Requirement
Among the entries below, tally each line containing "StoreError"; respond with the total only.

-*-

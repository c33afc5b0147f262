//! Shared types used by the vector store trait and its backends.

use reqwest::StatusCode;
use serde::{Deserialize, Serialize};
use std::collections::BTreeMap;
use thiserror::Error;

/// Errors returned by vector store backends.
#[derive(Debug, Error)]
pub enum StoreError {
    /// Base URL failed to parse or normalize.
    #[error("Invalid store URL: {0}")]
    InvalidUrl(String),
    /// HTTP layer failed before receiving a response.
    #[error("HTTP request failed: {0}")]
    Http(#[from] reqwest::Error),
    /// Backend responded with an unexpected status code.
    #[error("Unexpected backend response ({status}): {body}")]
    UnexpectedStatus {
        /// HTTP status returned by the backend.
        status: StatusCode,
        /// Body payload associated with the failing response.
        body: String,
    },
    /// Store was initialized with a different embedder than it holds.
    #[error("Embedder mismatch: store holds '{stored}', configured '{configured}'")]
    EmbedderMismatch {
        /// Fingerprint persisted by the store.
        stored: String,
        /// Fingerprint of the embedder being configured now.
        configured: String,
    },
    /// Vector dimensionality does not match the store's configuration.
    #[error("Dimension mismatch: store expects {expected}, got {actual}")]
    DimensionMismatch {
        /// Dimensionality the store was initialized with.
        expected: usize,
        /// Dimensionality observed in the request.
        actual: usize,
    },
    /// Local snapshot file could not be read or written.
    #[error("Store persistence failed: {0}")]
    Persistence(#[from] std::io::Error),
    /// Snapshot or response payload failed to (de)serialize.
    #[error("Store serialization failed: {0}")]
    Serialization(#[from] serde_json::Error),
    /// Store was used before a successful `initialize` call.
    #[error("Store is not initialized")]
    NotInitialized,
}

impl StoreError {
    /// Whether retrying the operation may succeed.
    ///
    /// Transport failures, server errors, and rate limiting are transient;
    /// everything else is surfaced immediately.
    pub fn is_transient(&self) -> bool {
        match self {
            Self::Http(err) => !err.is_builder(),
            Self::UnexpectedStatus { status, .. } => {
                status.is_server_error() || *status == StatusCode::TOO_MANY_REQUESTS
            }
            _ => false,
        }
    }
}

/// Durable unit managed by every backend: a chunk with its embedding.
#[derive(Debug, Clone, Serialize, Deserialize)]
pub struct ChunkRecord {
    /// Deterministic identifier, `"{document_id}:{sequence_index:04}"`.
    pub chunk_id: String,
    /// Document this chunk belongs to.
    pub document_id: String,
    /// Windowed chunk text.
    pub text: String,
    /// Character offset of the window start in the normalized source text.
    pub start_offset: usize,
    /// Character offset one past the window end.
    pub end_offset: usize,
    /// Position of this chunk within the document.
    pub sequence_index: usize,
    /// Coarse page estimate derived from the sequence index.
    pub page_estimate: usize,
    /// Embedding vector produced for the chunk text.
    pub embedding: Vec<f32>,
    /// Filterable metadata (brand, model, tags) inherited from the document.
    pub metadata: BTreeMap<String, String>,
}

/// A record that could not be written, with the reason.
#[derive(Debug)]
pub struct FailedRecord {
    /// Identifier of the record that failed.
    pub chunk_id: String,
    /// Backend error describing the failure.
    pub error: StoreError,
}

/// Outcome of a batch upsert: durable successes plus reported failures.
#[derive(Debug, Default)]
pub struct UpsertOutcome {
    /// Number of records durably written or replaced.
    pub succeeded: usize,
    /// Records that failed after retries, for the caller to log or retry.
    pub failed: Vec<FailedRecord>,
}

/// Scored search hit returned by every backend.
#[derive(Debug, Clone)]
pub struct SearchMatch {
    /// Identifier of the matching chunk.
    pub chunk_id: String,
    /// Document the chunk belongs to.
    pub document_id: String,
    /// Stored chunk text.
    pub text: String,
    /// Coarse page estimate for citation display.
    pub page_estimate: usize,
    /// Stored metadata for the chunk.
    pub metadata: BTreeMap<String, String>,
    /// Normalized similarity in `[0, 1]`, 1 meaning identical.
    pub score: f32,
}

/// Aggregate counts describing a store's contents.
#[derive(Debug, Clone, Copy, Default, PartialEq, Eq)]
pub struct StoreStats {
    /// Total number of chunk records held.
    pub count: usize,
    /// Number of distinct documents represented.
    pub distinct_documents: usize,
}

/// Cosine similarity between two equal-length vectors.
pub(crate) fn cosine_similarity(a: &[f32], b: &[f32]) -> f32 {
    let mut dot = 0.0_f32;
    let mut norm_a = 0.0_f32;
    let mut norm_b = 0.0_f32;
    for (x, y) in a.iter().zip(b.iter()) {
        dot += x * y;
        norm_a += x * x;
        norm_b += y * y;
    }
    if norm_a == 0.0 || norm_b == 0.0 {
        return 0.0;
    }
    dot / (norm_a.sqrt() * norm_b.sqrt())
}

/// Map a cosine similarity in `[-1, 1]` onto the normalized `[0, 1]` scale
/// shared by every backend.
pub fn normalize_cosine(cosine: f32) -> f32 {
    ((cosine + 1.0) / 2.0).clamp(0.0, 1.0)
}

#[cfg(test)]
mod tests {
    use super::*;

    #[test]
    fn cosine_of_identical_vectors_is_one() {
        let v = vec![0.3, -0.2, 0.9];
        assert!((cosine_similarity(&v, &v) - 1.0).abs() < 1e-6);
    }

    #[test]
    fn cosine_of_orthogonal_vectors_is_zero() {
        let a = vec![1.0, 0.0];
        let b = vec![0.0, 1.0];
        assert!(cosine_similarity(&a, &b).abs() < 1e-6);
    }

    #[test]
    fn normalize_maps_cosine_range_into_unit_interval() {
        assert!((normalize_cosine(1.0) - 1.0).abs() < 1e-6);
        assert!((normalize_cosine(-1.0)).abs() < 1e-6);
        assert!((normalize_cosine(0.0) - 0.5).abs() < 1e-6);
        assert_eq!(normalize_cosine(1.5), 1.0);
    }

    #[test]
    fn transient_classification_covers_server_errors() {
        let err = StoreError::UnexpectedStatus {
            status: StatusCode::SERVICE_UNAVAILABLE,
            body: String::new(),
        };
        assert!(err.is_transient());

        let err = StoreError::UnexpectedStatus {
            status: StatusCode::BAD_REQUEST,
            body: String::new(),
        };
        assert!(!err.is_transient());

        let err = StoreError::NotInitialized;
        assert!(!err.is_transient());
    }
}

-*-

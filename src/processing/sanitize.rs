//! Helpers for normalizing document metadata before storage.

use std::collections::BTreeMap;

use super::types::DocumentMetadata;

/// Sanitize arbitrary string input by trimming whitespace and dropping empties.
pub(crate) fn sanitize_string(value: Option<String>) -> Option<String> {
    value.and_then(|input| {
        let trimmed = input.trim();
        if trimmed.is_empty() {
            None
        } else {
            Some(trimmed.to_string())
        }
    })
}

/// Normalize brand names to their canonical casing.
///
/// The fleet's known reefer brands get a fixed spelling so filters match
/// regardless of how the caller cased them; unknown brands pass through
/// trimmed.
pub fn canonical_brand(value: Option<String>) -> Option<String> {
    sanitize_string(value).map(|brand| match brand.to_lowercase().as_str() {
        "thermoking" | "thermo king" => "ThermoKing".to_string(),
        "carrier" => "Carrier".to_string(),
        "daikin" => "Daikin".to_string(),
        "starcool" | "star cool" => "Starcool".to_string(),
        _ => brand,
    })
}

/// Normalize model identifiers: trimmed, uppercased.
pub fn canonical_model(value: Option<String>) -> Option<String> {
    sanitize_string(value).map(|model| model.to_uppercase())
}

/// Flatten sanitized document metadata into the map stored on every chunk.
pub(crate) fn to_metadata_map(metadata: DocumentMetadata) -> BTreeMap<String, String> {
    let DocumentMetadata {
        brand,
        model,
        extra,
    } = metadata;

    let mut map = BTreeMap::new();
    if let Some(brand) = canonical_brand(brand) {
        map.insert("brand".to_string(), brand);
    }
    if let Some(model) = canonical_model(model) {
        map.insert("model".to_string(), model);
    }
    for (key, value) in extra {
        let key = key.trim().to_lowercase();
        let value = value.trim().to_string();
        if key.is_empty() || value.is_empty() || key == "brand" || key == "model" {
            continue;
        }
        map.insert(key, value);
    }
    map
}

-*-

Final answer
6